▶ [TO DO]:
Show all lines of the listing that hold the word "default".

---- EXERCISE INPUTS

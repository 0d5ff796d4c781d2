pub mod date_input;

use tui::{
    Frame,
    backend::Backend,
    layout::{Constraint, Direction, Layout, Rect},
    style::{Color, Style},
    text::Spans,
    widgets::{Block, Borders, Clear, Paragraph, Wrap},
};

/// A rect of the given percentage size centered inside `r`
pub fn centered_rect(percent_x: u16, percent_y: u16, r: Rect) -> Rect {
    let popup_layout = Layout::default()
        .direction(Direction::Vertical)
        .constraints([
            Constraint::Percentage((100 - percent_y) / 2),
            Constraint::Percentage(percent_y),
            Constraint::Percentage((100 - percent_y) / 2),
        ])
        .split(r);

    Layout::default()
        .direction(Direction::Horizontal)
        .constraints([
            Constraint::Percentage((100 - percent_x) / 2),
            Constraint::Percentage(percent_x),
            Constraint::Percentage((100 - percent_x) / 2),
        ])
        .split(popup_layout[1])[1]
}

pub fn render_error<B: Backend>(frame: &mut Frame<B>, error: &str) {
    let popup_area = centered_rect(60, 25, frame.size());

    let error_msg = Paragraph::new(vec![
        Spans::from(""),
        Spans::from(error),
        Spans::from(""),
        Spans::from("Press any key to continue"),
    ])
    .wrap(Wrap { trim: true })
    .block(Block::default().title("Error").borders(Borders::ALL))
    .style(Style::default().fg(Color::Red).bg(Color::Black));

    frame.render_widget(Clear, popup_area);
    frame.render_widget(error_msg, popup_area);
}

/// Key hints at the bottom of a screen, with an optional status line above them
pub fn render_footer<B: Backend>(frame: &mut Frame<B>, area: Rect, hints: &str, message: Option<&str>) {
    let mut lines = Vec::new();
    if let Some(message) = message {
        lines.push(Spans::from(message.to_string()));
    }
    lines.push(Spans::from(hints.to_string()));

    let footer = Paragraph::new(lines)
        .block(Block::default().borders(Borders::TOP))
        .style(Style::default().fg(Color::White));

    frame.render_widget(footer, area);
}

/// Wrapping cursor movement shared by the list screens
pub fn step_selection(selected: Option<usize>, len: usize, forward: bool) -> Option<usize> {
    if len == 0 {
        return None;
    }

    let i = match selected {
        Some(i) if forward => {
            if i >= len - 1 {
                0
            } else {
                i + 1
            }
        }
        Some(i) => {
            if i == 0 {
                len - 1
            } else {
                i - 1
            }
        }
        None => 0,
    };
    Some(i)
}

#[cfg(test)]
mod tests {
    use super::*;

    #[test]
    fn selection_wraps_both_ways() {
        assert_eq!(step_selection(Some(2), 3, true), Some(0));
        assert_eq!(step_selection(Some(0), 3, false), Some(2));
        assert_eq!(step_selection(Some(1), 3, true), Some(2));
        assert_eq!(step_selection(None, 3, false), Some(0));
        assert_eq!(step_selection(Some(0), 0, true), None);
    }

    #[test]
    fn centered_rect_stays_inside() {
        let outer = Rect::new(0, 0, 100, 40);
        let inner = centered_rect(50, 50, outer);
        assert_eq!(inner.width, 50);
        assert_eq!(inner.height, 20);
        assert!(inner.x >= 25 && inner.y >= 10);
    }
}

--------

▶ [EXERCISE RESPONSE]:
    let popup_layout = Layout::default()
    Layout::default()
    .block(Block::default().title("Error").borders(Borders::ALL))
    .style(Style::default().fg(Color::Red).bg(Color::Black));
        .block(Block::default().borders(Borders::TOP))
        .style(Style::default().fg(Color::White));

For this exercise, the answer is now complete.